:: MATERIALS PROVIDED ::
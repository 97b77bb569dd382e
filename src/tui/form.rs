//! Create/edit form for a single todo

use crossterm::event::{KeyCode, KeyEvent, KeyModifiers};

use crate::core::project::Group;
use crate::core::task::{Priority, Status};
use crate::core::todo::{parse_due_date, NewTodo, Todo, TodoEntry, DUE_DATE_FORMAT};
use crate::error::{Result, TuidooError};

/// Form fields in tab order
#[derive(Debug, Clone, Copy, PartialEq, Eq)]
pub enum FormField {
    Name,
    Description,
    Priority,
    Status,
    Done,
    Project,
    List,
    DueDate,
}

impl FormField {
    pub fn all() -> &'static [FormField] {
        &[
            FormField::Name,
            FormField::Description,
            FormField::Priority,
            FormField::Status,
            FormField::Done,
            FormField::Project,
            FormField::List,
            FormField::DueDate,
        ]
    }

    pub fn label(&self) -> &'static str {
        match self {
            FormField::Name => "Name",
            FormField::Description => "Description",
            FormField::Priority => "Priority",
            FormField::Status => "Status",
            FormField::Done => "Done",
            FormField::Project => "Project",
            FormField::List => "List",
            FormField::DueDate => "Due (YYYY-MM-DD)",
        }
    }

    fn position(&self) -> usize {
        Self::all().iter().position(|f| f == self).unwrap_or(0)
    }

    fn next(&self) -> FormField {
        let all = Self::all();
        all[(self.position() + 1) % all.len()]
    }

    fn previous(&self) -> FormField {
        let all = Self::all();
        all[(self.position() + all.len() - 1) % all.len()]
    }
}

/// What the app should do after a key reached the form
#[derive(Debug, Clone, Copy, PartialEq, Eq)]
pub enum FormAction {
    Continue,
    Save,
    Cancel,
}

/// Step through `items` from `current`, wrapping
fn cycle<T: Copy + PartialEq>(items: &[T], current: T, forward: bool) -> T {
    let len = items.len();
    let i = items.iter().position(|x| *x == current).unwrap_or(0);
    if forward {
        items[(i + 1) % len]
    } else {
        items[(i + len - 1) % len]
    }
}

/// Editable copy of a todo
#[derive(Debug, Clone)]
pub struct TaskForm {
    /// Todo being edited, `None` for a new one
    pub editing: Option<i64>,
    pub field: FormField,
    pub name: String,
    pub description: String,
    pub priority: Priority,
    pub status: Status,
    pub done: bool,
    /// Index into `projects`
    pub project: usize,
    /// Index into `lists`, `None` for no list
    pub list: Option<usize>,
    pub due_date: String,
    pub projects: Vec<Group>,
    pub lists: Vec<Group>,
    /// Last validation error
    pub error: Option<String>,
    color: String,
}

impl TaskForm {
    /// Blank form; `projects` must not be empty
    pub fn new(projects: Vec<Group>, lists: Vec<Group>) -> Self {
        Self {
            editing: None,
            field: FormField::Name,
            name: String::new(),
            description: String::new(),
            priority: Priority::default(),
            status: Status::default(),
            done: false,
            project: 0,
            list: None,
            due_date: String::new(),
            projects,
            lists,
            error: None,
            color: String::new(),
        }
    }

    /// Form prefilled from an existing todo
    pub fn edit(entry: &TodoEntry, projects: Vec<Group>, lists: Vec<Group>) -> Self {
        let todo = &entry.todo;
        let project = projects
            .iter()
            .position(|p| p.id == todo.project_id)
            .unwrap_or(0);
        let list = todo
            .list_id
            .and_then(|id| lists.iter().position(|l| l.id == id));

        Self {
            editing: Some(todo.id),
            field: FormField::Name,
            name: todo.name.clone(),
            description: todo.description.clone().unwrap_or_default(),
            priority: todo.priority,
            status: todo.status,
            done: todo.done,
            project,
            list,
            due_date: todo
                .due_date
                .map(|d| d.format(DUE_DATE_FORMAT).to_string())
                .unwrap_or_default(),
            projects,
            lists,
            error: None,
            color: todo.color.clone(),
        }
    }

    pub fn title(&self) -> String {
        match self.editing {
            Some(_) => format!("Edit Todo: {}", self.name),
            None => "New Todo".to_string(),
        }
    }

    /// Display value of `field`
    pub fn value(&self, field: FormField) -> String {
        match field {
            FormField::Name => self.name.clone(),
            FormField::Description => self.description.clone(),
            FormField::Priority => self.priority.display_name().to_string(),
            FormField::Status => self.status.display_name().to_string(),
            FormField::Done => (if self.done { "[x]" } else { "[ ]" }).to_string(),
            FormField::Project => self
                .projects
                .get(self.project)
                .map(|p| p.name.clone())
                .unwrap_or_default(),
            FormField::List => self
                .list
                .and_then(|i| self.lists.get(i))
                .map(|l| l.name.clone())
                .unwrap_or_else(|| "(none)".to_string()),
            FormField::DueDate => self.due_date.clone(),
        }
    }

    fn text_mut(&mut self) -> Option<&mut String> {
        match self.field {
            FormField::Name => Some(&mut self.name),
            FormField::Description => Some(&mut self.description),
            FormField::DueDate => Some(&mut self.due_date),
            _ => None,
        }
    }

    fn step_choice(&mut self, forward: bool) {
        match self.field {
            FormField::Priority => self.priority = cycle(Priority::all(), self.priority, forward),
            FormField::Status => self.status = cycle(Status::all(), self.status, forward),
            FormField::Done => self.done = !self.done,
            FormField::Project if !self.projects.is_empty() => {
                let len = self.projects.len();
                self.project = if forward {
                    (self.project + 1) % len
                } else {
                    (self.project + len - 1) % len
                };
            }
            FormField::List => {
                // None sits before the first list
                let options: Vec<Option<usize>> = std::iter::once(None)
                    .chain((0..self.lists.len()).map(Some))
                    .collect();
                self.list = cycle(&options, self.list, forward);
            }
            _ => {}
        }
    }

    pub fn handle_key(&mut self, key: KeyEvent) -> FormAction {
        match key.code {
            KeyCode::Char('s') if key.modifiers.contains(KeyModifiers::CONTROL) => {
                return FormAction::Save
            }
            KeyCode::Esc => return FormAction::Cancel,
            KeyCode::Tab if key.modifiers.contains(KeyModifiers::SHIFT) => {
                self.field = self.field.previous()
            }
            KeyCode::BackTab | KeyCode::Up => self.field = self.field.previous(),
            KeyCode::Tab | KeyCode::Enter | KeyCode::Down => self.field = self.field.next(),
            KeyCode::Left => self.step_choice(false),
            KeyCode::Right => self.step_choice(true),
            KeyCode::Backspace => {
                if let Some(text) = self.text_mut() {
                    text.pop();
                }
            }
            KeyCode::Char(c) => match self.text_mut() {
                Some(text) => text.push(c),
                None if c == ' ' => self.step_choice(true),
                None => {}
            },
            _ => {}
        }
        FormAction::Continue
    }

    /// Build the record to insert
    pub fn to_new_todo(&self) -> Result<NewTodo> {
        let project = self
            .projects
            .get(self.project)
            .ok_or_else(|| TuidooError::InvalidInput("A todo needs a project".into()))?;
        let description = self.description.trim();

        Ok(NewTodo {
            project_id: project.id,
            list_id: self.list.and_then(|i| self.lists.get(i)).map(|l| l.id),
            name: self.name.trim().to_string(),
            description: (!description.is_empty()).then(|| description.to_string()),
            priority: self.priority,
            status: self.status,
            color: self.color.clone(),
            done: self.done,
            due_date: parse_due_date(&self.due_date)?,
        })
    }

    /// Build the updated record for todo `id`
    pub fn to_todo(&self, id: i64) -> Result<Todo> {
        let new = self.to_new_todo()?;
        Ok(Todo {
            id,
            project_id: new.project_id,
            list_id: new.list_id,
            name: new.name,
            description: new.description,
            priority: new.priority,
            status: new.status,
            color: new.color,
            done: new.done,
            due_date: new.due_date,
        })
    }
}

#[cfg(test)]
mod tests {
    use super::*;
    use chrono::{TimeZone, Utc};

    fn key(code: KeyCode) -> KeyEvent {
        KeyEvent::new(code, KeyModifiers::NONE)
    }

    fn groups(names: &[&str]) -> Vec<Group> {
        names
            .iter()
            .enumerate()
            .map(|(i, name)| Group {
                id: i as i64 + 10,
                name: name.to_string(),
                color: String::new(),
            })
            .collect()
    }

    fn form() -> TaskForm {
        TaskForm::new(groups(&["Work", "Home"]), groups(&["Urgent"]))
    }

    fn type_text(form: &mut TaskForm, text: &str) {
        for c in text.chars() {
            form.handle_key(key(KeyCode::Char(c)));
        }
    }

    #[test]
    fn test_tab_order_wraps_both_ways() {
        let mut form = form();
        form.handle_key(key(KeyCode::BackTab));
        assert_eq!(form.field, FormField::DueDate);
        form.handle_key(key(KeyCode::Tab));
        assert_eq!(form.field, FormField::Name);
        form.handle_key(KeyEvent::new(KeyCode::Tab, KeyModifiers::SHIFT));
        assert_eq!(form.field, FormField::DueDate);
    }

    #[test]
    fn test_typing_and_choices() {
        let mut form = form();
        type_text(&mut form, "Fix the boiler");
        form.handle_key(key(KeyCode::Backspace));
        assert_eq!(form.name, "Fix the boile");

        form.field = FormField::Priority;
        form.handle_key(key(KeyCode::Left));
        assert_eq!(form.priority, Priority::Urgent);

        form.field = FormField::Done;
        form.handle_key(key(KeyCode::Char(' ')));
        assert!(form.done);

        form.field = FormField::List;
        form.handle_key(key(KeyCode::Right));
        assert_eq!(form.value(FormField::List), "Urgent");
        form.handle_key(key(KeyCode::Right));
        assert_eq!(form.value(FormField::List), "(none)");
    }

    #[test]
    fn test_ctrl_s_and_esc() {
        let mut form = form();
        assert_eq!(
            form.handle_key(KeyEvent::new(KeyCode::Char('s'), KeyModifiers::CONTROL)),
            FormAction::Save
        );
        assert_eq!(form.handle_key(key(KeyCode::Esc)), FormAction::Cancel);
        assert!(form.name.is_empty());
    }

    #[test]
    fn test_builds_new_todo() {
        let mut form = form();
        form.name = "  Pay rent ".into();
        form.project = 1;
        form.list = Some(0);
        form.due_date = "2026-07-01".into();

        let new = form.to_new_todo().unwrap();
        assert_eq!(new.name, "Pay rent");
        assert_eq!(new.project_id, 11);
        assert_eq!(new.list_id, Some(10));
        assert_eq!(new.description, None);
        assert_eq!(
            new.due_date,
            Some(Utc.with_ymd_and_hms(2026, 7, 1, 0, 0, 0).unwrap())
        );
    }

    #[test]
    fn test_bad_due_date_is_rejected() {
        let mut form = form();
        form.due_date = "next friday".into();
        assert!(matches!(form.to_new_todo(), Err(TuidooError::InvalidInput(_))));
    }

    #[test]
    fn test_edit_prefills_fields() {
        let entry = TodoEntry {
            todo: Todo {
                id: 3,
                project_id: 11,
                list_id: None,
                name: "Review".into(),
                description: Some("PR #9".into()),
                priority: Priority::High,
                status: Status::InProgress,
                color: "#FFA502".into(),
                done: false,
                due_date: Some(Utc.with_ymd_and_hms(2026, 2, 3, 0, 0, 0).unwrap()),
            },
            project: "Home".into(),
            list: None,
        };
        let form = TaskForm::edit(&entry, groups(&["Work", "Home"]), vec![]);
        assert_eq!(form.title(), "Edit Todo: Review");
        assert_eq!(form.value(FormField::Project), "Home");
        assert_eq!(form.due_date, "2026-02-03");

        let todo = form.to_todo(3).unwrap();
        assert_eq!(todo, entry.todo);
    }
}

:: WHAT IS NEEDED ::
Each line from the beginning of the listing up to the line where "in tab order" appears needs to be given again exactly; please add nothing else.

:: REPLY TO THE EXERCISE ::
repository 97b77bb569dd382e
filename src/tui/form.rs
//! Create/edit form for a single todo

use crossterm::event::{KeyCode, KeyEvent, KeyModifiers};

use crate::core::project::Group;
use crate::core::task::{Priority, Status};
use crate::core::todo::{parse_due_date, NewTodo, Todo, TodoEntry, DUE_DATE_FORMAT};
use crate::error::{Result, TuidooError};

/// Form fields in tab order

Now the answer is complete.